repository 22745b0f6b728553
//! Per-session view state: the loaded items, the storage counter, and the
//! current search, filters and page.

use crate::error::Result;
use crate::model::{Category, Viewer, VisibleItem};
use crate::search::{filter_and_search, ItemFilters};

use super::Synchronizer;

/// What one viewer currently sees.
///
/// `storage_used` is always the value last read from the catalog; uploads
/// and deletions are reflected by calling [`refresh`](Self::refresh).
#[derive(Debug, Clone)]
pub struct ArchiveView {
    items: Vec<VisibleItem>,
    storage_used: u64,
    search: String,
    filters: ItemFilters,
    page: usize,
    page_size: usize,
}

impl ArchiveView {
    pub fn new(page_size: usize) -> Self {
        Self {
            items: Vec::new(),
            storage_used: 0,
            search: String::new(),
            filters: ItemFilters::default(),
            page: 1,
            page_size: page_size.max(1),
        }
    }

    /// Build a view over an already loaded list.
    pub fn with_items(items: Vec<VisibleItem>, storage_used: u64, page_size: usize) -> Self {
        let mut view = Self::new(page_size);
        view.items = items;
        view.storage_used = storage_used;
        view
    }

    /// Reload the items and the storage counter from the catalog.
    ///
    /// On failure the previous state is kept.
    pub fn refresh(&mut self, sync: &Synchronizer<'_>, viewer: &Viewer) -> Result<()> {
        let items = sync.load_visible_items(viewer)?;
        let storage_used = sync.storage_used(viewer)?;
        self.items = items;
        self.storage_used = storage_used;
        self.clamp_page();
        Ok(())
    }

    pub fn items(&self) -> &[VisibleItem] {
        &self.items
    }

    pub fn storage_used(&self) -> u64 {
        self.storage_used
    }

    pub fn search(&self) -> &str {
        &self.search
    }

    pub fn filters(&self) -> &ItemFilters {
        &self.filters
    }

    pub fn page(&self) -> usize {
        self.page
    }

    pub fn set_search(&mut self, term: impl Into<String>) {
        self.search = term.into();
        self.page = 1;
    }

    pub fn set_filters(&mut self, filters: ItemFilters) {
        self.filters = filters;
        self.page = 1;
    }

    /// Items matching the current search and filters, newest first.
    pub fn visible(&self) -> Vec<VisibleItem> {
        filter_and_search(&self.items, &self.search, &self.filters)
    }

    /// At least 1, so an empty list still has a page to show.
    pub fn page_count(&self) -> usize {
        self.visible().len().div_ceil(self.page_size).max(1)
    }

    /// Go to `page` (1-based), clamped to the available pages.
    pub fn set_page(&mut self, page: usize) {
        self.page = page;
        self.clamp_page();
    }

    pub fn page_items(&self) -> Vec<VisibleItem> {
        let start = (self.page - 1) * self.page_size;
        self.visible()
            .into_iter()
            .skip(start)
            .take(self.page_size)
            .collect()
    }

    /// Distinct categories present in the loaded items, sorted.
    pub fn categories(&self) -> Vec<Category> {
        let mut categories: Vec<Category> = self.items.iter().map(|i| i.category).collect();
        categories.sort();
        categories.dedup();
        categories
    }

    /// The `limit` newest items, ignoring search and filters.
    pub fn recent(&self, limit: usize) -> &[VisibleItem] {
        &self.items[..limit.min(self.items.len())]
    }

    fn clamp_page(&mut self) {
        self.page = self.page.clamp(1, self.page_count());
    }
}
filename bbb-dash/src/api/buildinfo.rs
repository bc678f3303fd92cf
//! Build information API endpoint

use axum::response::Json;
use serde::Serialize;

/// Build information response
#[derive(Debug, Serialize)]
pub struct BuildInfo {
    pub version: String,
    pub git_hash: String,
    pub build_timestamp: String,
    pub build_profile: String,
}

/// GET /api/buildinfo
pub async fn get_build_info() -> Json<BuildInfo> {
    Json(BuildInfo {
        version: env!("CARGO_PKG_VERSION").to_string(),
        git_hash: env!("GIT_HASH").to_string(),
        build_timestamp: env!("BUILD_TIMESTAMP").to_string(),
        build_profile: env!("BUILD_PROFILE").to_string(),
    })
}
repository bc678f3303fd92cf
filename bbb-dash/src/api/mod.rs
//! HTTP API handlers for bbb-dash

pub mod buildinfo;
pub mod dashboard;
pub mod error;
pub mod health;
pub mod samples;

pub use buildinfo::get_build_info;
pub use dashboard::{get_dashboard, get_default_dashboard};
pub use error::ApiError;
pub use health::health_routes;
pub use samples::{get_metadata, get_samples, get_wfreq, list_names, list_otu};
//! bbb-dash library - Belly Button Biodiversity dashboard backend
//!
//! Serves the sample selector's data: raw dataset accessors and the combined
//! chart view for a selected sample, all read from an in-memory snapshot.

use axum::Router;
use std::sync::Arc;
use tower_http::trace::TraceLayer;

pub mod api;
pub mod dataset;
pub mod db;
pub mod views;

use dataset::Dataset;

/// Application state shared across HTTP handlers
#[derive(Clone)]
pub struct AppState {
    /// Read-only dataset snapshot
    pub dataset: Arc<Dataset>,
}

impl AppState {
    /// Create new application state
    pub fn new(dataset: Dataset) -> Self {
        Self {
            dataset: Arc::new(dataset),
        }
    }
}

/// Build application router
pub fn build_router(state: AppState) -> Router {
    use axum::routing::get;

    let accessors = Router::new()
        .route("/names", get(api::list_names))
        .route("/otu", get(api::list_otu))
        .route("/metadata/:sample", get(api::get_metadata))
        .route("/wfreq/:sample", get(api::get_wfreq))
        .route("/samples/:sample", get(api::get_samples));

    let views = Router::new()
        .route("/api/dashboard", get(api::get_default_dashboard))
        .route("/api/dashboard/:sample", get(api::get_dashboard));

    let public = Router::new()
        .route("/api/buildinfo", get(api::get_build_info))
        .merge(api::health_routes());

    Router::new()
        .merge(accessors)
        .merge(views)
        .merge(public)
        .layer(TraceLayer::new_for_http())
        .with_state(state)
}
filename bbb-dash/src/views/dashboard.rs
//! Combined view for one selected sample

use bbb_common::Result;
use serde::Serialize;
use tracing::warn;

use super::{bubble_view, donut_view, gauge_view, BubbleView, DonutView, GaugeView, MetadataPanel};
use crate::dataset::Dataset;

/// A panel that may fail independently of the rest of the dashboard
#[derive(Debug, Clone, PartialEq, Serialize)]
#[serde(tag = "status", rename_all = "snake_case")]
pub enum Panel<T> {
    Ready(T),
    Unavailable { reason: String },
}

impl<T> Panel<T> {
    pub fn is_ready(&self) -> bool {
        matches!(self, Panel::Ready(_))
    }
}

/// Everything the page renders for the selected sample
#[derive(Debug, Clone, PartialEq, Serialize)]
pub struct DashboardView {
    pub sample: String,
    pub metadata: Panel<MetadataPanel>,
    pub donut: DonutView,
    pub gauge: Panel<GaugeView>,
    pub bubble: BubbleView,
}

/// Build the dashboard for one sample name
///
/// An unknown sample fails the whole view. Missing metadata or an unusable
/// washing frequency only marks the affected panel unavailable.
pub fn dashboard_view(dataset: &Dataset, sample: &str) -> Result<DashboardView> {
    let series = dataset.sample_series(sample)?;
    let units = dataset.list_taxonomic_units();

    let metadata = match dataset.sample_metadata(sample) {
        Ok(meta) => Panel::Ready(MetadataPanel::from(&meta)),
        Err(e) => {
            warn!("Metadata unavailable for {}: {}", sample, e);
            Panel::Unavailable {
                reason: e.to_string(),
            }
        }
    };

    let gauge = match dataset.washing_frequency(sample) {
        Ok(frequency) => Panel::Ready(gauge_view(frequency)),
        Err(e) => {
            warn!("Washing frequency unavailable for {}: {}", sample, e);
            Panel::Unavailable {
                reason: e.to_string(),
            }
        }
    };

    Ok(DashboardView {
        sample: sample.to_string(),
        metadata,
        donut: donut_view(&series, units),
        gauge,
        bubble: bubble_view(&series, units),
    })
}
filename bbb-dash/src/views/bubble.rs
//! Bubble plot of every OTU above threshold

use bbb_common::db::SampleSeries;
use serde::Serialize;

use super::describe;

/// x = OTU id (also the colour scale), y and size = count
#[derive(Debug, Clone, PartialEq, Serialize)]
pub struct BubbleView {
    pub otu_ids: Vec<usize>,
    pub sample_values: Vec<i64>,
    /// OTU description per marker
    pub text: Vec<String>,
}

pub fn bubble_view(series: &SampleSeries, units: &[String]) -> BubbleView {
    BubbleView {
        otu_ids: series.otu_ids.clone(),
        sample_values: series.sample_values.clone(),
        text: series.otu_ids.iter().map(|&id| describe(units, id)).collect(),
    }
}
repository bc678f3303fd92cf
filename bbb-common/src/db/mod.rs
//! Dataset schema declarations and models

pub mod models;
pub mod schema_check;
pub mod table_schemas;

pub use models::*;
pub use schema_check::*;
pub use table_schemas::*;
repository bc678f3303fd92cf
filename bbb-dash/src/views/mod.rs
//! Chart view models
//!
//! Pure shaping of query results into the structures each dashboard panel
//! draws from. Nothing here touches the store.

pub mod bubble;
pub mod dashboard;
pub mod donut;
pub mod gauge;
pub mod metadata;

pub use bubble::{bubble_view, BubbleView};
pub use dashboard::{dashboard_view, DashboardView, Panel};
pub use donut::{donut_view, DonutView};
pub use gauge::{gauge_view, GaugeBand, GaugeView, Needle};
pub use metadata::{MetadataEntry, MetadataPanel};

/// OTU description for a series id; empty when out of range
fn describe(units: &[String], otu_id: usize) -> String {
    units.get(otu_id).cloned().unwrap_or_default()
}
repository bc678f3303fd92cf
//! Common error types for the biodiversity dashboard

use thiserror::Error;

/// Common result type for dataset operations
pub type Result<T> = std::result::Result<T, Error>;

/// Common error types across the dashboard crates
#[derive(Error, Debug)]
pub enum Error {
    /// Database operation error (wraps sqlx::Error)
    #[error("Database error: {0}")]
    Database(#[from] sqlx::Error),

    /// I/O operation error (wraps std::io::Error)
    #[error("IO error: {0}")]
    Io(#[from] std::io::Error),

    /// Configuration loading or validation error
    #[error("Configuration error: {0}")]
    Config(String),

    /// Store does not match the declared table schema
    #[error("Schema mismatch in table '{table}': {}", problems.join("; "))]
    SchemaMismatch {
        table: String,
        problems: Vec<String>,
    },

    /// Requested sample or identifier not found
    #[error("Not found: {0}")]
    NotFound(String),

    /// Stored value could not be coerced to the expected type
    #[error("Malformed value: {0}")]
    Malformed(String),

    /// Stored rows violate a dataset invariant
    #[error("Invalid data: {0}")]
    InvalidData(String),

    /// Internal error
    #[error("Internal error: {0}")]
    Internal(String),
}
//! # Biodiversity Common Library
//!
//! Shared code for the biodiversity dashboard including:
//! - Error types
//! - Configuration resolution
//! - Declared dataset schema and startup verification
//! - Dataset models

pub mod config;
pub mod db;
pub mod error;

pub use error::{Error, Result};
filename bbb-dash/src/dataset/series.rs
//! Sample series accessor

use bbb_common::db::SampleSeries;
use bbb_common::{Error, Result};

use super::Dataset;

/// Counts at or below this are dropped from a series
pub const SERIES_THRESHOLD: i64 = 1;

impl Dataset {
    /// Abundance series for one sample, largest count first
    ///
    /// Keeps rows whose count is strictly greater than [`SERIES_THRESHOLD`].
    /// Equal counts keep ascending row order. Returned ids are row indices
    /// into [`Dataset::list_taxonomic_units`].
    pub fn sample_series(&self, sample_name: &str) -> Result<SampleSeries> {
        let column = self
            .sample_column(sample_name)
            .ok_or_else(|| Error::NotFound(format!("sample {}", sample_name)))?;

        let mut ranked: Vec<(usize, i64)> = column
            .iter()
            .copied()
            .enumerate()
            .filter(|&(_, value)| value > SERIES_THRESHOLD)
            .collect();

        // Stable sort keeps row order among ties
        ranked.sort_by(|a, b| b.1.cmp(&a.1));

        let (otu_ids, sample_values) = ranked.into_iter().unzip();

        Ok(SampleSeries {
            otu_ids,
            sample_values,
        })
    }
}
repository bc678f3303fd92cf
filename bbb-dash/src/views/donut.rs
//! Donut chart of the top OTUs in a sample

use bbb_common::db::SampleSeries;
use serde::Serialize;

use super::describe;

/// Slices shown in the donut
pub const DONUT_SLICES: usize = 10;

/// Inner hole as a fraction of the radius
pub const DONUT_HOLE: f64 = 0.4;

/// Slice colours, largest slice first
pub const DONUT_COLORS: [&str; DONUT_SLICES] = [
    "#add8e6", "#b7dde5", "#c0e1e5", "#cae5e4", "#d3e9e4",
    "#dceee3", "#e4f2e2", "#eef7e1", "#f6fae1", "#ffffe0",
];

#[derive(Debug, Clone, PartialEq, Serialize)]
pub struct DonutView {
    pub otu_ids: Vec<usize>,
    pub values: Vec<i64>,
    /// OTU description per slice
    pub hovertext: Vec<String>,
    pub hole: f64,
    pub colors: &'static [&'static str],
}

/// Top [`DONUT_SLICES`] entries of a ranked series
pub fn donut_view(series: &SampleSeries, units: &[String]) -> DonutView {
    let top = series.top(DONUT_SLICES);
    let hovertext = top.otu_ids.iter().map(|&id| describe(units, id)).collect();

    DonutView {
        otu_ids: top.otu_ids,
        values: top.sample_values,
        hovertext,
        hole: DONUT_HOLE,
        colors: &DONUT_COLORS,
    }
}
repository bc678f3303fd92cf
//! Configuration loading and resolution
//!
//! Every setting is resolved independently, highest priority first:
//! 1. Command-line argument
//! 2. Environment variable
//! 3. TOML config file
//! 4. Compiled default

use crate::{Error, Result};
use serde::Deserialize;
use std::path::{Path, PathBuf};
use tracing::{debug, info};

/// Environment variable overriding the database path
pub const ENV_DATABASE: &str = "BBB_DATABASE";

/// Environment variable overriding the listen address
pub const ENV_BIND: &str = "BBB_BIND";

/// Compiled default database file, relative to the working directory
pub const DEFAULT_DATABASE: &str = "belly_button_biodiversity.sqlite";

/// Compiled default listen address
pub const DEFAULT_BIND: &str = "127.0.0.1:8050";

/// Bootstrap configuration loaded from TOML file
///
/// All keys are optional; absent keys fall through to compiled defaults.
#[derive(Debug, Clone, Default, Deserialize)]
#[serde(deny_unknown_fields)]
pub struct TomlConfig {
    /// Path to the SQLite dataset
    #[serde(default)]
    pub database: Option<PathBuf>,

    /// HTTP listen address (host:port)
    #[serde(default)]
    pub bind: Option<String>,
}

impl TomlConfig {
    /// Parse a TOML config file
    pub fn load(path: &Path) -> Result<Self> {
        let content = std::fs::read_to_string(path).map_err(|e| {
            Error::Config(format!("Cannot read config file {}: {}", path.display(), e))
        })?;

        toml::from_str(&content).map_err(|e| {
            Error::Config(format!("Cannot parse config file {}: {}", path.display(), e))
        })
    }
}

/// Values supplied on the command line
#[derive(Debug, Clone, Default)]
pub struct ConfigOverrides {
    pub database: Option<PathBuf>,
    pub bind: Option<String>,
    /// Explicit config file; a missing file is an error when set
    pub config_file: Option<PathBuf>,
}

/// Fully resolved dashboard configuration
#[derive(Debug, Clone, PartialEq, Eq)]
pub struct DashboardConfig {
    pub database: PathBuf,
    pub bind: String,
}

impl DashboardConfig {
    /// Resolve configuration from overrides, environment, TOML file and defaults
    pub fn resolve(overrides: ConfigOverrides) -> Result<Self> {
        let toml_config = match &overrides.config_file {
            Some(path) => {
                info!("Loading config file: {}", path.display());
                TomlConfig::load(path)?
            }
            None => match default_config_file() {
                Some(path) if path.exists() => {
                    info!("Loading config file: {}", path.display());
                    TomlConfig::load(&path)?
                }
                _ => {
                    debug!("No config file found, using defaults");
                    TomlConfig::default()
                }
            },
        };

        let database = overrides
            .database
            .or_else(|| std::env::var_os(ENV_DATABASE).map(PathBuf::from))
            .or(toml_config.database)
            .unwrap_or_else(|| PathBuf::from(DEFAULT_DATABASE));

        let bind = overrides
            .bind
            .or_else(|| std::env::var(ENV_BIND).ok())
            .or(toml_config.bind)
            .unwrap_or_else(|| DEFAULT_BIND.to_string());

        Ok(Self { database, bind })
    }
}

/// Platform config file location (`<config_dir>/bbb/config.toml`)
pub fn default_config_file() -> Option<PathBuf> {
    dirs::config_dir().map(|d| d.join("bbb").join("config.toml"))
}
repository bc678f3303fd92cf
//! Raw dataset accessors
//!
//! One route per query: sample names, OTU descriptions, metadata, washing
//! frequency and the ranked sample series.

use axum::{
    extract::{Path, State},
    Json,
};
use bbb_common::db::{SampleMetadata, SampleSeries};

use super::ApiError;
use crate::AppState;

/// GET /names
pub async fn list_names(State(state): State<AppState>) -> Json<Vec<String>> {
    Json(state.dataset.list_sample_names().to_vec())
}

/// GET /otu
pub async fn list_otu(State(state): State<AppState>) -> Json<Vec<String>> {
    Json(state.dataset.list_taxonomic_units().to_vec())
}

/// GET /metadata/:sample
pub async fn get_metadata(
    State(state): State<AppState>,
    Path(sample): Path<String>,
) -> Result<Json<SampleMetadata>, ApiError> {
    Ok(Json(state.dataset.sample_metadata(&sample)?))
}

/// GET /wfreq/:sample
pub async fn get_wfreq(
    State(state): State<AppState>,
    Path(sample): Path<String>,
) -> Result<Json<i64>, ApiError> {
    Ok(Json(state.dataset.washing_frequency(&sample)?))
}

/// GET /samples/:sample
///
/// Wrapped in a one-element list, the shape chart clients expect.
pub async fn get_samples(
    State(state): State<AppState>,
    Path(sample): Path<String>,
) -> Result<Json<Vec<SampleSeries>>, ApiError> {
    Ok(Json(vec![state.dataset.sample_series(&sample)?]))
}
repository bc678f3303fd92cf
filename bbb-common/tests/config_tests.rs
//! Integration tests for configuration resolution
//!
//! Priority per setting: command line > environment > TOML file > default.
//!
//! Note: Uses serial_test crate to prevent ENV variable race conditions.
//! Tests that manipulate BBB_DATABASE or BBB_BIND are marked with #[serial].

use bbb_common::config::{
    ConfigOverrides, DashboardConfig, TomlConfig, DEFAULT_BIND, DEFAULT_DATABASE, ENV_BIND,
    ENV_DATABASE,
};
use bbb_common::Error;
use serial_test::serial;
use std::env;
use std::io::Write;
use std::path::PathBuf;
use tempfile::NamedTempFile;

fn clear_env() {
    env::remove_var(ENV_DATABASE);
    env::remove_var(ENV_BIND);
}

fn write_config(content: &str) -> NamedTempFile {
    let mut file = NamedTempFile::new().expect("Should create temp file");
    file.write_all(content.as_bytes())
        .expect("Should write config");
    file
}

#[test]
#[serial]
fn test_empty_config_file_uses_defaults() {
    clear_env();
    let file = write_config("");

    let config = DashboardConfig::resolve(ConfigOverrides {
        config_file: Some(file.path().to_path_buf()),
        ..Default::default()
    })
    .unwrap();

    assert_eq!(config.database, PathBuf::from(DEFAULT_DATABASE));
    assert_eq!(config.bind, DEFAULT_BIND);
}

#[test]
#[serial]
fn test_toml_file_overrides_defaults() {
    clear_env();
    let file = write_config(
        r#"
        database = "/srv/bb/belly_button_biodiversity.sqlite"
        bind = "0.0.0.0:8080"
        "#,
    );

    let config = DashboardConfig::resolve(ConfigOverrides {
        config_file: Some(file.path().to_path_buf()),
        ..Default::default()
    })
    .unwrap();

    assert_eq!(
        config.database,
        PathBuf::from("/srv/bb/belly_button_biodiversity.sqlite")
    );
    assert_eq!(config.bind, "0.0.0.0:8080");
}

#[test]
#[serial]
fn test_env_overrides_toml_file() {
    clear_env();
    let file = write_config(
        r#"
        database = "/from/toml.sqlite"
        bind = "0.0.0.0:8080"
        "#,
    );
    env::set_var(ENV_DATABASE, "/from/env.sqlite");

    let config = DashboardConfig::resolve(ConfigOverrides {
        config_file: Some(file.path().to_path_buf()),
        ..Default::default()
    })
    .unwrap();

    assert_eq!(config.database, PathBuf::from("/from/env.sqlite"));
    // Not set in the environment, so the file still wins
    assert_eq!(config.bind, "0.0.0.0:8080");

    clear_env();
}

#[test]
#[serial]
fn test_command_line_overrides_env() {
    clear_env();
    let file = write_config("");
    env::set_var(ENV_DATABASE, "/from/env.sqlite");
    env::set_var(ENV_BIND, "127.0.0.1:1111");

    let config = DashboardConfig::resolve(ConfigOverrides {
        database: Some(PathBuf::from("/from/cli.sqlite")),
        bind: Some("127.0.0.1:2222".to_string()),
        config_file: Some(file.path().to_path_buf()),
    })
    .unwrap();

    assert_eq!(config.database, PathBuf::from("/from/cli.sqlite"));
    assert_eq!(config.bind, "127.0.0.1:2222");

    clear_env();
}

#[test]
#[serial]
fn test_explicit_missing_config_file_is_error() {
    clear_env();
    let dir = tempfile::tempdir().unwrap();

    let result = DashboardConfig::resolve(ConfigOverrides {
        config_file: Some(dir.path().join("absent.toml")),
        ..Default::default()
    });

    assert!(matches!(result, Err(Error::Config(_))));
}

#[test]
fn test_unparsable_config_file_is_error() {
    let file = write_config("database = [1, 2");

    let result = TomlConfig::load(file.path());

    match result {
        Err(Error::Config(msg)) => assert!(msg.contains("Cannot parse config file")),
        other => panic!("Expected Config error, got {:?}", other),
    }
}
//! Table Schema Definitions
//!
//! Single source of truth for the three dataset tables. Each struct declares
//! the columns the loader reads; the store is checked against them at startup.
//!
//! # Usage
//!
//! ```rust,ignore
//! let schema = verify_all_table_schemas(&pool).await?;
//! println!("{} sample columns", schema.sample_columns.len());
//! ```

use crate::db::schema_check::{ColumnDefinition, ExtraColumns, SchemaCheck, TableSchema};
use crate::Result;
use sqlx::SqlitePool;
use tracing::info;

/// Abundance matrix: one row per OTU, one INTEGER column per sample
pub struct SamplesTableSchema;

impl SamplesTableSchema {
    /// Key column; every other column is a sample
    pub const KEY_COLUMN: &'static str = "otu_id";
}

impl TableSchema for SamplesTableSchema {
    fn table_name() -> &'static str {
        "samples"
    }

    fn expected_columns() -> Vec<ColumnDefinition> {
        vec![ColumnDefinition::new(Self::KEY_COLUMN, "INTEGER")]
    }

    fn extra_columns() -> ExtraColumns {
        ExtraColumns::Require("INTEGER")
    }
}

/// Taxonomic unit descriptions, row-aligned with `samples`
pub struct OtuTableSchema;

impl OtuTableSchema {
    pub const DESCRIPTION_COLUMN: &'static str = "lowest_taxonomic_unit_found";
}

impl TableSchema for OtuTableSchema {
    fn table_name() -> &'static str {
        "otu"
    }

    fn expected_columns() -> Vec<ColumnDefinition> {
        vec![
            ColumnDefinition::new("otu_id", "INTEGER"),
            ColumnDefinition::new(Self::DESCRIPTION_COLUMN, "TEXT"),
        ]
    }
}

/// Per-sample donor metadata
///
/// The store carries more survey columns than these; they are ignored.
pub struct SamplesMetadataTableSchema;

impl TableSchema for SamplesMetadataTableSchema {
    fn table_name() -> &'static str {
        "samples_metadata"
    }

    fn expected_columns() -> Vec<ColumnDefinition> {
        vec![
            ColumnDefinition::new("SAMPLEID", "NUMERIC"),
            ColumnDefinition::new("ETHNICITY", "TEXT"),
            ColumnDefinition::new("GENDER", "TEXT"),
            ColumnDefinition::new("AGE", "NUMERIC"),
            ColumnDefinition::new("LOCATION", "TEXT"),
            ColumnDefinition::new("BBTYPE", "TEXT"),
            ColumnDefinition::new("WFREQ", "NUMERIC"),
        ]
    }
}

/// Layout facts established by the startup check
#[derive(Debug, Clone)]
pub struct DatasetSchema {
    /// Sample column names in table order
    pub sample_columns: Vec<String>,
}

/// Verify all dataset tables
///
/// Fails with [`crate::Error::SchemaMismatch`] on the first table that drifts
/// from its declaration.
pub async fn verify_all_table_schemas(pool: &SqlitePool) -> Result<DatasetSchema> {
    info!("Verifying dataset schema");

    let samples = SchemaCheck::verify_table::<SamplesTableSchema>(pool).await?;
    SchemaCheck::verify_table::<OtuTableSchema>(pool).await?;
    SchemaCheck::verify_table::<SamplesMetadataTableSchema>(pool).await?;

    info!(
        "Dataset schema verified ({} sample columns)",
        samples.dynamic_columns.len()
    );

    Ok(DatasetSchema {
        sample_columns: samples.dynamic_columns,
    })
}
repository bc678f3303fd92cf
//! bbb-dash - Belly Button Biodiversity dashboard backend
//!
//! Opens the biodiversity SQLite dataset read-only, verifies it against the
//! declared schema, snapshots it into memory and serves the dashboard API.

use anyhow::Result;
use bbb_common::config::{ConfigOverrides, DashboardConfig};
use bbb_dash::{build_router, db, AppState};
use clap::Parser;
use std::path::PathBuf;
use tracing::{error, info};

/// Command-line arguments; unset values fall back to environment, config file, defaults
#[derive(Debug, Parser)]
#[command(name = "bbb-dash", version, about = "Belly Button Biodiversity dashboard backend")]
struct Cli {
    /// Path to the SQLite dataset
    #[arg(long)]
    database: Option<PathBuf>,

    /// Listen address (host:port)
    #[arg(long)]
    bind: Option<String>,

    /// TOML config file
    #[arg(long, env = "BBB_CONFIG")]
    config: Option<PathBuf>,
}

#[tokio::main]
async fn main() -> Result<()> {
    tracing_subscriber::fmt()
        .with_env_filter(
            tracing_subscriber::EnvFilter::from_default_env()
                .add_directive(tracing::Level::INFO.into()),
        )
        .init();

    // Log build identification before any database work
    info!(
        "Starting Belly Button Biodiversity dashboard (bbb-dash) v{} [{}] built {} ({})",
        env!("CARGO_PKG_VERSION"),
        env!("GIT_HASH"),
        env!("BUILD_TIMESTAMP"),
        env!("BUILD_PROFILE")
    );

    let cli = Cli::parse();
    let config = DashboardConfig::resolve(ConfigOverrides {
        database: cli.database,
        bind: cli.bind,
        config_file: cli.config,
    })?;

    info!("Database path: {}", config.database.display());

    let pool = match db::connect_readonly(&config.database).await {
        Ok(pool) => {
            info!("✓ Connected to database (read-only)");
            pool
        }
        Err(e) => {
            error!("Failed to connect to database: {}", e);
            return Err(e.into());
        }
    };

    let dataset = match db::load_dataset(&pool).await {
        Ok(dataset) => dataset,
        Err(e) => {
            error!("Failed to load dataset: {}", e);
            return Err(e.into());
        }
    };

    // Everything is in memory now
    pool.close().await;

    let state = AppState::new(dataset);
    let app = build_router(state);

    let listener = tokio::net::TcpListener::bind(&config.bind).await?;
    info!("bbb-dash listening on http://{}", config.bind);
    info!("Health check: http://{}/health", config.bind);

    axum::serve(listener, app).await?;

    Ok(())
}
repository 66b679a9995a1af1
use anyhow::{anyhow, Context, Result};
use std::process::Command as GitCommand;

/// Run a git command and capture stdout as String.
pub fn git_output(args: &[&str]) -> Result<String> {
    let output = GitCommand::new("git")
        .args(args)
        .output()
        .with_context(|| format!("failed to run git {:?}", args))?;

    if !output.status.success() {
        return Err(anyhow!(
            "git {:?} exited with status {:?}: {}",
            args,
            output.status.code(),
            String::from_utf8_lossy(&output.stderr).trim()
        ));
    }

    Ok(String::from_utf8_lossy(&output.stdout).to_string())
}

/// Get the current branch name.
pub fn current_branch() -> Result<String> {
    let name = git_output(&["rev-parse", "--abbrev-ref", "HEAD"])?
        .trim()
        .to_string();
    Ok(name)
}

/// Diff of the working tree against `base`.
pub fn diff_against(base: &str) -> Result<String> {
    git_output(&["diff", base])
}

▸ WORK INSTRUCTIONS
Report each line of the listing above that uses the word "SamplesMetadataTableSchema".

▸ EXERCISE SOLUTION
pub struct SamplesMetadataTableSchema;
impl TableSchema for SamplesMetadataTableSchema {
    SchemaCheck::verify_table::<SamplesMetadataTableSchema>(pool).await?;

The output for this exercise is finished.